The power grid investment of over five trillion yuan will focus on building out transmission channels to handle rising clean energy capacity and balance regional power disparities. The plan includes upgrading urban distribution networks and reinforcing grids in less-developed counties. The other five trillion yuan will target the 770,000 kilometers of aging or inadequate underground pipelines for gas, water, and heating, a move designed to improve urban safety and efficiency.
Beyond concrete and wires, the NDRC’s plan heavily emphasizes the buildout of "embodied intelligence," or AI-powered robotics. The commission plans to build critical training and testing infrastructure to accelerate the development of robots that can operate in diverse, real-world environments.

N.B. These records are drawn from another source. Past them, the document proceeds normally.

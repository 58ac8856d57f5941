//! # helmsman
//!
//! Leader election and failover coordination for a clustered service, plus
//! lifecycle management for the external volumes its stateful workloads use:
//! - Membership with heartbeat-driven reachability
//! - Majority-quorum leader election with explicit abdication
//! - Bounded liveness checks after disruptive operations
//! - Create-or-reuse external volumes that survive scale-to-zero
//!
//! ## Architecture

#![allow(clippy::result_large_err)]
//!
//! ```text
//!   heartbeats / faults
//!          │
//! ┌────────▼─────────┐ reachability ┌──────────────────┐
//! │ Membership Store ├─────────────►│ Election Engine  │
//! └──────────────────┘              └────────┬─────────┘
//!                                            │ GET/DELETE /v2/leader
//!                                   ┌────────▼─────────┐
//!                                   │ Liveness Monitor │
//!                                   └──────────────────┘
//!
//! ┌──────────────────┐ scale events ┌──────────────────┐
//! │ Workload Manager ├─────────────►│ Volume Manager   │
//! └──────────────────┘              └──────────────────┘
//! ```
//!
//! ## Usage
//!
//! ### Start a coordinator
//! ```bash
//! helmsman-coord serve \
//!   --id m1 \
//!   --bind 0.0.0.0:8080 \
//!   --members m1=10.0.0.1:8080,m2=10.0.0.2:8080,m3=10.0.0.3:8080
//! ```
//!
//! ### Use the CLI
//! ```bash
//! # Who leads?
//! helmsman leader --coordinator http://localhost:8080
//!
//! # Step down and wait for a new leader
//! helmsman abdicate --attempts 20 --interval-ms 500
//!
//! # Remove a detached volume, tolerating slow release
//! helmsman volumes destroy vol-a --attempts 10 --max-interval-ms 30000
//! ```

pub mod common;
pub mod coordinator;
pub mod ops;
pub mod volume;

// Re-export commonly used types
pub use common::{Config, Error, Result, RetryPolicy};
pub use coordinator::{Coordinator, ElectionEngine, LivenessMonitor, MembershipStore};
pub use volume::{VolumeManager, WorkloadManager};

/// Current version
pub const VERSION: &str = env!("CARGO_PKG_VERSION");
//! Storage backends for external volumes
//!
//! A backend owns the physical devices. Cloud block storage keeps a device
//! busy for a while after it is detached, so `release` may refuse with a
//! transient [`BusyReason::ReleasePending`] that callers retry.

use crate::common::{BusyReason, Error, Result, METRICS};
use parking_lot::Mutex;
use std::collections::HashMap;
use std::sync::atomic::{AtomicU64, Ordering};
use std::time::{Duration, Instant};
use uuid::Uuid;

pub trait StorageBackend: Send + Sync {
    /// Create a new physical device for `name`
    fn provision(&self, name: &str) -> Result<Uuid>;

    fn attach(&self, storage_id: Uuid, workload_id: &str) -> Result<()>;

    fn detach(&self, storage_id: Uuid) -> Result<()>;

    /// Permanently remove the device
    fn release(&self, storage_id: Uuid) -> Result<()>;
}

#[derive(Debug)]
struct Device {
    name: String,
    attached_to: Option<String>,
    detached_at: Option<Instant>,
}

/// In-process backend that models delayed release after detach
pub struct InMemoryBackend {
    devices: Mutex<HashMap<Uuid, Device>>,
    release_delay: Duration,
    provisioned: AtomicU64,
}

impl InMemoryBackend {
    pub fn new(release_delay: Duration) -> Self {
        Self {
            devices: Mutex::new(HashMap::new()),
            release_delay,
            provisioned: AtomicU64::new(0),
        }
    }

    /// Devices ever provisioned
    pub fn provisioned_count(&self) -> u64 {
        self.provisioned.load(Ordering::SeqCst)
    }

    pub fn exists(&self, storage_id: Uuid) -> bool {
        self.devices.lock().contains_key(&storage_id)
    }

    pub fn attached_to(&self, storage_id: Uuid) -> Option<String> {
        self.devices
            .lock()
            .get(&storage_id)
            .and_then(|d| d.attached_to.clone())
    }
}

impl Default for InMemoryBackend {
    fn default() -> Self {
        Self::new(Duration::ZERO)
    }
}

impl StorageBackend for InMemoryBackend {
    fn provision(&self, name: &str) -> Result<Uuid> {
        let storage_id = Uuid::new_v4();
        self.devices.lock().insert(
            storage_id,
            Device {
                name: name.to_string(),
                attached_to: None,
                detached_at: None,
            },
        );
        self.provisioned.fetch_add(1, Ordering::SeqCst);
        METRICS.volumes_provisioned.inc();
        tracing::info!(volume = name, %storage_id, "Provisioned device");
        Ok(storage_id)
    }

    fn attach(&self, storage_id: Uuid, workload_id: &str) -> Result<()> {
        let mut devices = self.devices.lock();
        let device = devices
            .get_mut(&storage_id)
            .ok_or_else(|| Error::Storage(format!("unknown device {}", storage_id)))?;
        device.attached_to = Some(workload_id.to_string());
        device.detached_at = None;
        Ok(())
    }

    fn detach(&self, storage_id: Uuid) -> Result<()> {
        let mut devices = self.devices.lock();
        let device = devices
            .get_mut(&storage_id)
            .ok_or_else(|| Error::Storage(format!("unknown device {}", storage_id)))?;
        if device.attached_to.take().is_some() {
            device.detached_at = Some(Instant::now());
        }
        Ok(())
    }

    fn release(&self, storage_id: Uuid) -> Result<()> {
        let mut devices = self.devices.lock();
        let Some(device) = devices.get(&storage_id) else {
            // Already gone
            return Ok(());
        };

        let still_held = device.attached_to.is_some()
            || device
                .detached_at
                .is_some_and(|at| at.elapsed() < self.release_delay);
        if still_held {
            return Err(Error::VolumeBusy {
                name: device.name.clone(),
                reason: BusyReason::ReleasePending,
            });
        }

        if let Some(device) = devices.remove(&storage_id) {
            tracing::info!(volume = %device.name, %storage_id, "Released device");
        }
        Ok(())
    }
}

/// In-memory backend with switchable failures
#[cfg(test)]
#[derive(Default)]
pub(crate) struct FaultyBackend {
    pub inner: InMemoryBackend,
    pub fail_attach: std::sync::atomic::AtomicBool,
    pub fail_detach: std::sync::atomic::AtomicBool,
    pub fail_release: std::sync::atomic::AtomicBool,
}

#[cfg(test)]
impl FaultyBackend {
    fn check(flag: &std::sync::atomic::AtomicBool, what: &str) -> Result<()> {
        if flag.load(Ordering::SeqCst) {
            return Err(Error::Storage(format!("{} failed: device offline", what)));
        }
        Ok(())
    }
}

#[cfg(test)]
impl StorageBackend for FaultyBackend {
    fn provision(&self, name: &str) -> Result<Uuid> {
        self.inner.provision(name)
    }

    fn attach(&self, storage_id: Uuid, workload_id: &str) -> Result<()> {
        Self::check(&self.fail_attach, "attach")?;
        self.inner.attach(storage_id, workload_id)
    }

    fn detach(&self, storage_id: Uuid) -> Result<()> {
        Self::check(&self.fail_detach, "detach")?;
        self.inner.detach(storage_id)
    }

    fn release(&self, storage_id: Uuid) -> Result<()> {
        Self::check(&self.fail_release, "release")?;
        self.inner.release(storage_id)
    }
}

#[cfg(test)]
mod tests {
    use super::*;

    #[test]
    fn test_provision_attach_release() {
        let backend = InMemoryBackend::default();
        let id = backend.provision("vol-a").unwrap();
        assert_eq!(backend.provisioned_count(), 1);

        backend.attach(id, "w1").unwrap();
        assert_eq!(backend.attached_to(id).as_deref(), Some("w1"));
        assert!(matches!(
            backend.release(id),
            Err(Error::VolumeBusy {
                reason: BusyReason::ReleasePending,
                ..
            })
        ));

        backend.detach(id).unwrap();
        backend.release(id).unwrap();
        assert!(!backend.exists(id));
        // Releasing twice is harmless
        backend.release(id).unwrap();
    }

    #[test]
    fn test_release_delay() {
        let backend = InMemoryBackend::new(Duration::from_millis(50));
        let id = backend.provision("vol-b").unwrap();
        backend.attach(id, "w1").unwrap();
        backend.detach(id).unwrap();

        assert!(backend.release(id).is_err());
        std::thread::sleep(Duration::from_millis(60));
        assert!(backend.release(id).is_ok());
    }

    #[test]
    fn test_unknown_device() {
        let backend = InMemoryBackend::default();
        assert!(matches!(
            backend.attach(Uuid::new_v4(), "w1"),
            Err(Error::Storage(_))
        ));
    }
}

This policy directive is already materializing in the private sector. Unitree Robotics, which commands nearly 70 percent of the global quadruped robot market, filed for a STAR Market IPO this year on the back of 1.7 billion yuan in 2025 revenue. Industrial humanoid maker UBTECH Robotics delivered over 500 of its Walker S2 units to factories in 2025, with plans to produce 10,000 units annually by 2026. The NDRC's goal of putting robots in "factories, shopping malls, and homes" is further supported by startups like GigaAI, which plans to pilot its S1 home-assistant robot in Wuhan households as early as 2027. This top-down policy support is expected to fuel a rally in Chinese tech stocks, particularly those focused on AI applications and hardware.
This article is for informational purposes only and does not constitute investment advice.